* EXTRACTED RECORDS:
+ + + +

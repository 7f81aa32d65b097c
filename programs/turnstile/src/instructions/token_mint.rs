use anchor_lang::prelude::*;
use anchor_lang::system_program::{self, Transfer};

use crate::constants::*;
use crate::errors::TurnstileError;
use crate::events::TokenMinted;
use crate::state::{CollectionConfig, TokenRecord};

#[derive(Accounts)]
#[instruction(token_id: u64)]
pub struct MintTo<'info> {
    /// Pays the mint price and the rent for the token record.
    #[account(mut)]
    pub payer: Signer<'info>,

    /// CHECK: any address may receive the token
    pub recipient: UncheckedAccount<'info>,

    /// CHECK: collection authority, only used to derive the config PDA
    pub collection_authority: UncheckedAccount<'info>,

    #[account(
        mut,
        seeds = [COLLECTION_SEED, collection_authority.key().as_ref()],
        bump = collection.bump,
    )]
    pub collection: Account<'info, CollectionConfig>,

    #[account(
        init,
        payer = payer,
        space = 8 + TokenRecord::INIT_SPACE,
        seeds = [TOKEN_SEED, collection.key().as_ref(), &token_id.to_le_bytes()],
        bump
    )]
    pub token: Account<'info, TokenRecord>,

    #[account(
        mut,
        seeds = [TREASURY_SEED, collection.key().as_ref()],
        bump = collection.treasury_bump,
    )]
    pub treasury: SystemAccount<'info>,

    pub system_program: Program<'info, System>,
}

/// Open mint: anyone may buy any unissued token id for the recipient.
pub fn mint_to(ctx: Context<MintTo>, token_id: u64, paid_lamports: u64) -> Result<()> {
    let collection = &mut ctx.accounts.collection;

    require!(
        paid_lamports == MINT_PRICE_LAMPORTS,
        TurnstileError::WrongPayment
    );
    require!(
        collection.token_id_in_range(token_id),
        TurnstileError::TokenIdOutOfRange
    );

    collect_payment(
        &ctx.accounts.payer,
        &ctx.accounts.treasury,
        &ctx.accounts.system_program,
        paid_lamports,
    )?;

    let clock = Clock::get()?;
    let token = &mut ctx.accounts.token;
    token.issue(
        collection.key(),
        token_id,
        ctx.accounts.recipient.key(),
        clock.unix_timestamp,
        ctx.bumps.token,
    );
    collection.record_mint()?;

    emit!(TokenMinted {
        collection: collection.key(),
        token_id,
        owner: token.owner,
        price_paid: paid_lamports,
    });

    Ok(())
}

/// Move the exact mint payment from the payer into the treasury.
pub(crate) fn collect_payment<'info>(
    payer: &Signer<'info>,
    treasury: &SystemAccount<'info>,
    system_program: &Program<'info, System>,
    lamports: u64,
) -> Result<()> {
    system_program::transfer(
        CpiContext::new(
            system_program.to_account_info(),
            Transfer {
                from: payer.to_account_info(),
                to: treasury.to_account_info(),
            },
        ),
        lamports,
    )
}
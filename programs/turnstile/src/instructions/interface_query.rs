use anchor_lang::prelude::*;

use crate::constants::CAPABILITIES;
use crate::state::CollectionConfig;

#[derive(Accounts)]
pub struct QueryInterface<'info> {
    pub collection: Account<'info, CollectionConfig>,
}

/// Capability query against the fixed advertised set.
pub fn supports_interface(
    _ctx: Context<QueryInterface>,
    interface_id: [u8; 4],
) -> Result<bool> {
    Ok(CAPABILITIES.contains(&interface_id))
}
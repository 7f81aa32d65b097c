use anchor_lang::prelude::*;

pub mod admission;
pub mod constants;
pub mod errors;
pub mod events;
pub mod instructions;
pub mod merkle;
pub mod state;

use instructions::*;

declare_id!("EoQorz7ihhLNCH9NQitqcagBrKgNjZtiCHJv9kKoF9e1");

#[program]
pub mod turnstile {
    use super::*;

    /// Create a collection with its immutable presale configuration.
    pub fn create_collection(
        ctx: Context<CreateCollection>,
        name: String,
        symbol: String,
        presale_max_supply: u64,
        merkle_root: [u8; 32],
        royalty_receiver: Pubkey,
        royalty_fee_bps: u16,
    ) -> Result<()> {
        instructions::create_collection(
            ctx,
            name,
            symbol,
            presale_max_supply,
            merkle_root,
            royalty_receiver,
            royalty_fee_bps,
        )
    }

    /// Open mint: buy a token for any recipient at the full price.
    pub fn mint_to(ctx: Context<MintTo>, token_id: u64, paid_lamports: u64) -> Result<()> {
        instructions::mint_to(ctx, token_id, paid_lamports)
    }

    /// Self-directed mint at the full price.
    pub fn self_mint(ctx: Context<SelfMint>, token_id: u64, paid_lamports: u64) -> Result<()> {
        instructions::self_mint(ctx, token_id, paid_lamports)
    }

    /// Presale mint at the discount price, gated by an allowlist proof
    /// and a one-time ticket.
    pub fn presale_mint(
        ctx: Context<PresaleMint>,
        token_id: u64,
        ticket: u32,
        proof: Vec<[u8; 32]>,
        paid_lamports: u64,
    ) -> Result<()> {
        instructions::presale_mint(ctx, token_id, ticket, proof, paid_lamports)
    }

    /// Reassign token ownership. Owner or approved delegate only.
    pub fn transfer_token(
        ctx: Context<TransferToken>,
        token_id: u64,
        new_owner: Pubkey,
    ) -> Result<()> {
        instructions::transfer_token(ctx, token_id, new_owner)
    }

    /// Set or clear the token's approved delegate. Owner only.
    pub fn approve_token(
        ctx: Context<ApproveToken>,
        token_id: u64,
        delegate: Option<Pubkey>,
    ) -> Result<()> {
        instructions::approve_token(ctx, token_id, delegate)
    }

    /// Set the token's royalty override. Owner or approved delegate only.
    pub fn set_token_royalty(
        ctx: Context<SetTokenRoyalty>,
        token_id: u64,
        receiver: Pubkey,
        fee_bps: u16,
    ) -> Result<()> {
        instructions::set_token_royalty(ctx, token_id, receiver, fee_bps)
    }

    /// Royalty owed on a sale of the token at `sale_price`.
    pub fn royalty_of(
        ctx: Context<QuoteRoyalty>,
        token_id: u64,
        sale_price: u64,
    ) -> Result<RoyaltyQuote> {
        instructions::royalty_of(ctx, token_id, sale_price)
    }

    /// Capability query against the fixed advertised set.
    pub fn supports_interface(
        ctx: Context<QueryInterface>,
        interface_id: [u8; 4],
    ) -> Result<bool> {
        instructions::supports_interface(ctx, interface_id)
    }

    /// Metadata location for a minted token.
    pub fn token_uri(ctx: Context<QueryTokenUri>, token_id: u64) -> Result<String> {
        instructions::token_uri(ctx, token_id)
    }
}
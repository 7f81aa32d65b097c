use anchor_lang::prelude::*;

use crate::constants::{MAX_ROYALTY_FEE_BPS, TOKEN_SEED};
use crate::errors::TurnstileError;
use crate::events::RoyaltyOverrideSet;
use crate::state::{RoyaltyInfo, TokenRecord};

#[derive(Accounts)]
#[instruction(token_id: u64)]
pub struct SetTokenRoyalty<'info> {
    pub authority: Signer<'info>,

    #[account(
        mut,
        seeds = [TOKEN_SEED, token.collection.as_ref(), &token_id.to_le_bytes()],
        bump = token.bump,
    )]
    pub token: Account<'info, TokenRecord>,
}

/// Set the token's royalty override. Owner or approved delegate only.
pub fn set_token_royalty(
    ctx: Context<SetTokenRoyalty>,
    _token_id: u64,
    receiver: Pubkey,
    fee_bps: u16,
) -> Result<()> {
    require!(
        fee_bps <= MAX_ROYALTY_FEE_BPS,
        TurnstileError::RoyaltyFeeTooHigh
    );

    let token = &mut ctx.accounts.token;
    require!(
        token.is_authorized(&ctx.accounts.authority.key()),
        TurnstileError::Unauthorized
    );

    token.royalty_override = Some(RoyaltyInfo { receiver, fee_bps });

    emit!(RoyaltyOverrideSet {
        collection: token.collection,
        token_id: token.token_id,
        receiver,
        fee_bps,
    });

    Ok(())
}
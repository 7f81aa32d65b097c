use static_assertions::const_assert;

pub const COLLECTION_SEED: &[u8] = b"collection";
pub const TOKEN_SEED: &[u8] = b"token";
pub const TREASURY_SEED: &[u8] = b"treasury";

/// Number of presale allowlist slots; ticket numbers live in `[0, MAX_TICKETS)`.
pub const MAX_TICKETS: u32 = 1000;

pub const WORD_BITS: u32 = 64;
pub const BITMAP_WORDS: usize = 16;

// The bitmap must cover the whole ticket domain.
const_assert!(BITMAP_WORDS as u32 * WORD_BITS >= MAX_TICKETS);

/// Open and self mint price, in lamports.
pub const MINT_PRICE_LAMPORTS: u64 = 1_000_000;
/// Presale mint price, in lamports.
pub const DISCOUNT_PRICE_LAMPORTS: u64 = 500_000;

const_assert!(DISCOUNT_PRICE_LAMPORTS < MINT_PRICE_LAMPORTS);

pub const ROYALTY_DENOMINATOR: u64 = 10_000;
pub const MAX_ROYALTY_FEE_BPS: u16 = 10_000;

pub const MAX_NAME_LEN: usize = 64;
pub const MAX_SYMBOL_LEN: usize = 16;

/// Token metadata is served from this base location plus the decimal token id.
pub const BASE_TOKEN_URI: &str = "https://meta.turnstile.run/token/";

/// Advertised capability tags, queryable via `supports_interface`.
pub const CAP_MINTING: [u8; 4] = *b"mint";
pub const CAP_METADATA: [u8; 4] = *b"meta";
pub const CAP_ROYALTIES: [u8; 4] = *b"rylt";
pub const CAP_INTROSPECTION: [u8; 4] = *b"caps";

pub const CAPABILITIES: [[u8; 4]; 4] = [
    CAP_MINTING,
    CAP_METADATA,
    CAP_ROYALTIES,
    CAP_INTROSPECTION,
];
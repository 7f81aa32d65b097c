use anchor_lang::prelude::*;

use crate::admission;
use crate::constants::*;
use crate::events::{TicketConsumed, TokenMinted};
use crate::instructions::token_mint::collect_payment;
use crate::state::{CollectionConfig, TokenRecord};

#[derive(Accounts)]
#[instruction(token_id: u64)]
pub struct PresaleMint<'info> {
    /// Claimant; must match the allowlisted address in the proof leaf.
    #[account(mut)]
    pub payer: Signer<'info>,

    /// CHECK: collection authority, only used to derive the config PDA
    pub collection_authority: UncheckedAccount<'info>,

    #[account(
        mut,
        seeds = [COLLECTION_SEED, collection_authority.key().as_ref()],
        bump = collection.bump,
    )]
    pub collection: Account<'info, CollectionConfig>,

    #[account(
        init,
        payer = payer,
        space = 8 + TokenRecord::INIT_SPACE,
        seeds = [TOKEN_SEED, collection.key().as_ref(), &token_id.to_le_bytes()],
        bump
    )]
    pub token: Account<'info, TokenRecord>,

    #[account(
        mut,
        seeds = [TREASURY_SEED, collection.key().as_ref()],
        bump = collection.treasury_bump,
    )]
    pub treasury: SystemAccount<'info>,

    pub system_program: Program<'info, System>,
}

/// Presale mint at the discount price, gated by an allowlist proof and
/// a one-time ticket.
///
/// Admission, payment, and token creation happen in one transaction;
/// any failure rolls all of them back, so a ticket is never burned
/// without a token being issued.
pub fn presale_mint(
    ctx: Context<PresaleMint>,
    token_id: u64,
    ticket: u32,
    proof: Vec<[u8; 32]>,
    paid_lamports: u64,
) -> Result<()> {
    let claimant = ctx.accounts.payer.key();
    let collection = &mut ctx.accounts.collection;

    let merkle_root = collection.merkle_root;
    let presale_max_supply = collection.presale_max_supply;
    admission::admit_presale(
        &merkle_root,
        &mut collection.ticket_bitmap,
        presale_max_supply,
        &claimant,
        ticket,
        &proof,
        token_id,
        paid_lamports,
    )?;

    collect_payment(
        &ctx.accounts.payer,
        &ctx.accounts.treasury,
        &ctx.accounts.system_program,
        paid_lamports,
    )?;

    let clock = Clock::get()?;
    let token = &mut ctx.accounts.token;
    token.issue(
        collection.key(),
        token_id,
        claimant,
        clock.unix_timestamp,
        ctx.bumps.token,
    );
    collection.record_mint()?;

    msg!("Presale ticket {} consumed by {}", ticket, claimant);

    emit!(TicketConsumed {
        collection: collection.key(),
        ticket,
        claimant,
    });
    emit!(TokenMinted {
        collection: collection.key(),
        token_id,
        owner: claimant,
        price_paid: paid_lamports,
    });

    Ok(())
}
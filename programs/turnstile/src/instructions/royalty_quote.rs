use anchor_lang::prelude::*;

use crate::constants::TOKEN_SEED;
use crate::state::{CollectionConfig, TokenRecord};

#[derive(Accounts)]
#[instruction(token_id: u64)]
pub struct QuoteRoyalty<'info> {
    pub collection: Account<'info, CollectionConfig>,

    #[account(
        seeds = [TOKEN_SEED, collection.key().as_ref(), &token_id.to_le_bytes()],
        bump = token.bump,
    )]
    pub token: Account<'info, TokenRecord>,
}

#[derive(AnchorSerialize, AnchorDeserialize, Clone, Debug, PartialEq, Eq)]
pub struct RoyaltyQuote {
    pub receiver: Pubkey,
    pub amount: u64,
}

/// Resolve the royalty owed on a sale of the token at `sale_price`.
pub fn royalty_of(
    ctx: Context<QuoteRoyalty>,
    _token_id: u64,
    sale_price: u64,
) -> Result<RoyaltyQuote> {
    let (receiver, amount) = ctx
        .accounts
        .token
        .royalty_for(&ctx.accounts.collection, sale_price);
    Ok(RoyaltyQuote { receiver, amount })
}
use anchor_lang::prelude::*;

use crate::constants::BASE_TOKEN_URI;
use crate::errors::TurnstileError;
use crate::state::TicketBitmap;

/// Per-collection configuration.
///
/// The presale bundle (`presale_max_supply`, `merkle_root`, and the
/// price constants) is fixed at creation; no instruction mutates it.
#[account]
#[derive(InitSpace)]
pub struct CollectionConfig {
    pub authority: Pubkey,
    #[max_len(64)]
    pub name: String,
    #[max_len(16)]
    pub symbol: String,
    /// Token ids are valid in `[1, presale_max_supply]`.
    pub presale_max_supply: u64,
    /// Committed allowlist root.
    pub merkle_root: [u8; 32],
    pub royalty_receiver: Pubkey,
    pub royalty_fee_bps: u16,
    pub total_minted: u64,
    pub ticket_bitmap: TicketBitmap,
    pub created_at: i64,
    pub bump: u8,
    pub treasury_bump: u8,
}

impl CollectionConfig {
    pub fn token_id_in_range(&self, token_id: u64) -> bool {
        token_id >= 1 && token_id <= self.presale_max_supply
    }

    /// Metadata location for a token: fixed base plus the decimal id.
    pub fn token_uri(&self, token_id: u64) -> String {
        format!("{}{}", BASE_TOKEN_URI, token_id)
    }

    pub fn record_mint(&mut self) -> Result<()> {
        self.total_minted = self
            .total_minted
            .checked_add(1)
            .ok_or(TurnstileError::MathOverflow)?;
        Ok(())
    }
}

+ + + +

* EXERCISE PROMPT: Nothing but the lines from the first line of the data through the line with "use crate::events::TokenMinted;" should be returned, exactly as they appear, both ends included.

* SOLUTION:
repository 7f81aa32d65b097c
filename programs/turnstile/src/instructions/token_mint.rs
use anchor_lang::prelude::*;
use anchor_lang::system_program::{self, Transfer};

use crate::constants::*;
use crate::errors::TurnstileError;
use crate::events::TokenMinted;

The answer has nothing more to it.